The use for asbestos was banned in the UK in 1999. However, during the 1950s-80s, it was commonly used in buildings due to its strong resistance to chemical attacks, its low ability to conduct heat and its tensile strength. 

So it's important that property owners take on the responsibility of checking their buildings for asbestos to protect people living in them.

What are the steps to take?

Hire a company that specialises in asbestos to conduct an asbestos survey. It will show locations, conditions and the extent of asbestos within a property. Then a plan must be put together for removing the asbestos. It's important to know if asbestos that needs to be removed is in a damaged for disturbed condition. 


To help prevent tenants being exposed to asbestos, Regulation 4 of the Control of Asbestos Regulations 2012 outlines that landlords have certain responsibilities to fulfil. For all the ‘common’ areas in a building, a landlord has responsibility to ensure no potentially harmful asbestos containing materials are found. Areas where it might be lurking include: 

  • staircases

  • corridors 

  • roof spaces 

  • boiler and plant rooms 

  • outbuildings

  • gardens 

It is always important that you are aware and up to date with all the information regarding the responsibilities you have as a landlord to protect your tenants from exposure to asbestos.

The consequences of not caring

Depending on the extent of the legal duty tenant and landlord agreed in their contract, it can be up for debate who is responsible for dealing with asbestos issues. If the agreement excuses the landlord from any statutory compliance, this would mean that the tenant is obliged to comply with all common law and codes of practices that are presented — meaning the landlord would not be held accountable for any issues with the property. It also gives a landlord the right to take direct action against a tenant for breaching their lease conditions. 

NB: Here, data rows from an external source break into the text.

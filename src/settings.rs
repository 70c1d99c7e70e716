//! Game settings and preferences
//!
//! Persisted separately from run progress in LocalStorage.

use serde::{Deserialize, Serialize};

/// Game settings/preferences
#[derive(Debug, Clone, Serialize, Deserialize)]
pub struct Settings {
    /// Master volume (0.0 - 1.0)
    pub master_volume: f32,
    /// Sound effects volume (0.0 - 1.0)
    pub sfx_volume: f32,
    /// Mute when window loses focus
    pub mute_on_blur: bool,
    /// Reduced motion (minimize shake, flashes)
    pub reduced_motion: bool,
}

impl Default for Settings {
    fn default() -> Self {
        Self {
            master_volume: 0.8,
            sfx_volume: 1.0,
            mute_on_blur: true,
            reduced_motion: false,
        }
    }
}

impl Settings {
    /// Combined gain applied to every synthesized sound
    pub fn effective_volume(&self) -> f32 {
        (self.master_volume * self.sfx_volume).clamp(0.0, 1.0)
    }

    /// LocalStorage key
    #[allow(dead_code)]
    const STORAGE_KEY: &'static str = "holdout_settings";

    /// Load settings from LocalStorage (WASM only)
    #[cfg(target_arch = "wasm32")]
    pub fn load() -> Self {
        let storage = web_sys::window()
            .and_then(|w| w.local_storage().ok())
            .flatten();

        if let Some(storage) = storage {
            if let Ok(Some(json)) = storage.get_item(Self::STORAGE_KEY) {
                match serde_json::from_str(&json) {
                    Ok(settings) => {
                        log::info!("Loaded settings from LocalStorage");
                        return settings;
                    }
                    Err(e) => log::warn!("Discarding unreadable settings save: {e}"),
                }
            }
        }

        log::info!("Using default settings");
        Self::default()
    }

    /// Save settings to LocalStorage (WASM only)
    #[cfg(target_arch = "wasm32")]
    pub fn save(&self) {
        let storage = web_sys::window()
            .and_then(|w| w.local_storage().ok())
            .flatten();

        if let Some(storage) = storage {
            if let Ok(json) = serde_json::to_string(self) {
                let _ = storage.set_item(Self::STORAGE_KEY, &json);
                log::info!("Settings saved");
            }
        }
    }

    /// Native stubs
    #[cfg(not(target_arch = "wasm32"))]
    pub fn load() -> Self {
        Self::default()
    }

    #[cfg(not(target_arch = "wasm32"))]
    pub fn save(&self) {
        // No-op for native
    }
}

However, responsibility most often lies in the hands of the landlord - unless the tenant holds the greatest accountability over the premises.

As the 1985 Landlord and Tenant Act states, a property must be fit for human habitation before it can be leased. Part of this act states that any asbestos material in unsafe conditions must be dealt with before the property can be leased. If this is not the case, legal action may be taken with the landlord.